Perspectives de marché et enjeux futurs

Dans l’immédiat, AXA semble bien placé pour atteindre ses cibles financières : rentabilité opérationnelle des capitaux propres comprise entre 14 % et 16 %, croissance du résultat opérationnel par action entre 6 % et 8 %, et génération de 21 milliards d’euros de trésorerie organique cumulée. La réalisation de ces objectifs dépendra néanmoins de :

  • La volatilité des taux d’intérêt et des spreads obligataires, qui influence directement le coût du capital et la valorisation des contrats à long terme.
  • La fréquence et l’intensité des catastrophes naturelles, facteur de risque majeur pour l’assurance dommages.
  • Les progrès en transformation numérique, permettant de réduire les coûts de fonctionnement et d’améliorer l’expérience client.
  • La finalisation de certaines cessions (telles que celle d’AXA Investment Managers à BNP Paribas) et la réaffectation des capitaux libérés.

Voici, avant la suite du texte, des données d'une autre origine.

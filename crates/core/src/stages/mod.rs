//! Content transform stages.
//!
//! Each stage walks the content root and mutates assets in place. Stages are
//! independent of each other except through the files they leave behind, so
//! they run strictly in the order returned by [`content_stages`]. A failure on
//! one asset is logged and recorded in the [`StageReport`]; it never aborts the
//! stage or the pipeline.

pub mod downscale;
pub mod entities;
pub mod fonts;
pub mod images;
pub mod js;
pub mod lazy_load;
pub mod minify;
pub mod png_to_jpeg;
pub mod recompress;
pub mod svg;

use std::path::{Path, PathBuf};

use serde::Serialize;

use crate::config::OptimizeOptions;
use crate::error::StageError;

/// Everything a stage may look at. Read-only for the duration of a run.
pub struct StageContext<'a> {
    /// Root of the extracted package (holds `META-INF`).
    pub epub_dir: &'a Path,
    /// Content root (`OPS`, `OEBPS`, a custom directory, or the package root).
    pub content_root: &'a Path,
    pub options: &'a OptimizeOptions,
}

/// A content transform. Implementations must be idempotent.
pub trait Stage: Send + Sync {
    fn name(&self) -> &'static str;
    fn run(&self, ctx: &StageContext<'_>) -> StageReport;
}

#[derive(Debug, Clone, Default, Serialize)]
pub struct StageReport {
    pub stage: &'static str,
    /// Assets that were rewritten.
    pub changed: usize,
    /// Assets looked at and deliberately left alone.
    pub skipped: usize,
    pub failed: Vec<(PathBuf, String)>,
    /// Bytes saved across changed assets. Negative if a stage grew its output.
    pub bytes_saved: i64,
}

impl StageReport {
    pub fn new(stage: &'static str) -> Self {
        Self {
            stage,
            ..Self::default()
        }
    }

    pub fn record_change(&mut self, before: u64, after: u64) {
        self.changed += 1;
        self.bytes_saved += before as i64 - after as i64;
    }

    pub fn record_skip(&mut self) {
        self.skipped += 1;
    }

    pub fn record_failure(&mut self, path: &Path, err: &StageError) {
        tracing::warn!("{}: skipping {}: {}", self.stage, path.display(), err);
        self.failed.push((path.to_path_buf(), err.to_string()));
    }

    fn log_summary(&self) {
        tracing::info!(
            "{}: {} changed, {} skipped, {} failed, {} bytes saved",
            self.stage,
            self.changed,
            self.skipped,
            self.failed.len(),
            self.bytes_saved
        );
    }
}

/// The content stages in execution order.
pub fn content_stages() -> Vec<Box<dyn Stage>> {
    vec![
        Box::new(entities::DecodeEntities),
        Box::new(minify::MinifyMarkup),
        Box::new(js::MinifyScripts),
        Box::new(png_to_jpeg::PngToJpeg),
        Box::new(svg::OptimizeSvg),
        Box::new(downscale::Downscale),
        Box::new(recompress::Recompress),
        Box::new(lazy_load::LazyLoadImages),
        Box::new(fonts::SubsetFonts),
    ]
}

/// Run one stage and log its summary.
pub fn run_stage(stage: &dyn Stage, ctx: &StageContext<'_>) -> StageReport {
    tracing::info!("Running stage: {}", stage.name());
    let report = stage.run(ctx);
    report.log_summary();
    report
}

pub(crate) fn stage_failure(stage: &'static str, path: &Path, detail: impl ToString) -> StageError {
    StageError::Failed {
        stage,
        path: path.to_path_buf(),
        detail: detail.to_string(),
    }
}

#[cfg(test)]
pub(crate) mod testutil {
    use super::*;
    use crate::config::AppConfig;

    pub fn options() -> OptimizeOptions {
        OptimizeOptions::new("in.epub", "out.epub", &AppConfig::default())
    }

    pub fn context<'a>(root: &'a Path, options: &'a OptimizeOptions) -> StageContext<'a> {
        StageContext {
            epub_dir: root,
            content_root: root,
            options,
        }
    }
}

Le numérique permet de personnaliser l’offre, d’automatiser la souscription et d’accélérer la gestion des sinistres. Pour AXA, ces innovations renforcent la satisfaction client et réduisent les tâches chronophages. Cependant, ces investissements technologiques pèsent aussi sur les résultats à court terme. L’enjeu est de trouver un juste équilibre entre coûts et retombées à moyen/long terme.

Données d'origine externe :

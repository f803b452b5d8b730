//! Progress reporting for pipeline runs.

use crate::pipeline::PipelineState;

/// Emitted each time the orchestrator enters a new state.
#[derive(Debug, Clone)]
pub struct ProgressEvent {
    pub state: PipelineState,
    /// 1-based position of `state` in the fixed pipeline order.
    pub step: u64,
    pub total_steps: u64,
    /// Stage name while transforming, error text on failure.
    pub message: Option<String>,
}

impl ProgressEvent {
    pub fn new(state: PipelineState, message: Option<&str>) -> Self {
        Self {
            state,
            step: state.step(),
            total_steps: PipelineState::TOTAL_STEPS,
            message: message.map(str::to_owned),
        }
    }
}

/// Implement this to drive a progress bar or any other status display.
pub trait ProgressHandler: Send {
    fn on_progress(&self, event: ProgressEvent);
}

pub fn emit_progress(handler: Option<&dyn ProgressHandler>, state: PipelineState, message: Option<&str>) {
    if let Some(handler) = handler {
        handler.on_progress(ProgressEvent::new(state, message));
    }
}

#[cfg(test)]
mod tests {
    use super::*;

    #[test]
    fn transforming_events_carry_their_position() {
        let event = ProgressEvent::new(PipelineState::Transforming(4), Some("convert-png"));
        assert_eq!((event.step, event.total_steps), (6, PipelineState::TOTAL_STEPS));
        assert_eq!(event.message.as_deref(), Some("convert-png"));
        assert_eq!(ProgressEvent::new(PipelineState::Failed, None).step, 0);
    }
}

Points de vigilance sur l’année en cours

Si l’exercice 2024 se conclut sur des résultats encourageants, quelques facteurs incitent à la prudence pour l’exercice 2025 :

  • Adaptation aux nouvelles réglementations : la mise en place de la réforme fiscale de l’OCDE et d’exigences prudentielles plus strictes peut accroître la complexité opérationnelle.
  • Concurrence tarifaire : la hausse des prix en assurance automobile, notamment sur certains marchés européens comme le Royaume-Uni, pourrait entraîner une érosion des volumes si l’inflation pèse trop sur le pouvoir d’achat.
  • Volatilité géopolitique : des tensions sur les matières premières ou des risques systémiques peuvent bouleverser la répartition des actifs et engendrer des fluctuations sur les portefeuilles.

Malgré ces réserves, les signaux fondamentaux demeurent positifs : la stratégie d’AXA continue de prôner la discipline tarifaire, l’optimisation du mix-produit et l’excellence opérationnelle, assurant la soutenabilité à moyen terme de ses engagements.

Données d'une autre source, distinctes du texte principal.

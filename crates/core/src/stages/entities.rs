//! Stage 1: canonicalize character entities in every content document.

use std::path::Path;

use crate::error::StageError;
use crate::fsutil;
use crate::markup::{self, ParseMode};

use super::{Stage, StageContext, StageReport};

pub struct DecodeEntities;

impl Stage for DecodeEntities {
    fn name(&self) -> &'static str {
        "decode-entities"
    }

    fn run(&self, ctx: &StageContext<'_>) -> StageReport {
        let mut report = StageReport::new(self.name());
        for path in fsutil::content_documents(ctx.content_root) {
            let before = fsutil::file_size(&path);
            match decode_file(&path) {
                Ok(true) => report.record_change(before, fsutil::file_size(&path)),
                Ok(false) => report.record_skip(),
                Err(e) => report.record_failure(&path, &e),
            }
        }
        report
    }
}

fn decode_file(path: &Path) -> Result<bool, StageError> {
    let mut doc = markup::read_document(path, ParseMode::Xhtml)?;
    if !markup::canonicalize_entities(&mut doc) {
        return Ok(false);
    }
    markup::write_document(path, &doc)?;
    tracing::debug!("Canonicalized entities in {}", path.display());
    Ok(true)
}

IFRS 17 modifie la reconnaissance des revenus et des marges pour les contrats d’assurance en les basant sur le service rendu. IFRS 9, quant à elle, redéfinit la classification et la valorisation des actifs financiers. Ces deux normes influencent la lecture du compte de résultat et du bilan, tout en imposant de nouveaux modes de suivi interne pour piloter la performance.

Un nouveau chapitre à envisager

En somme, AXA affiche une santé financière solide en 2024, portée par une croissance équilibrée dans ses segments stratégiques et soutenue par une discipline tarifaire efficace. Les quelques fragilités apparentes (baisse du ratio de solvabilité, pressions sur certains segments) sont compensées par la force du modèle et les perspectives de croissance du plan « Unlock the Future ».

Cette analyse rappelle à quel point la solidité du bilan, la maîtrise des ratios et l’orientation client demeurent les piliers incontournables d’une stratégie d’assureur à long terme.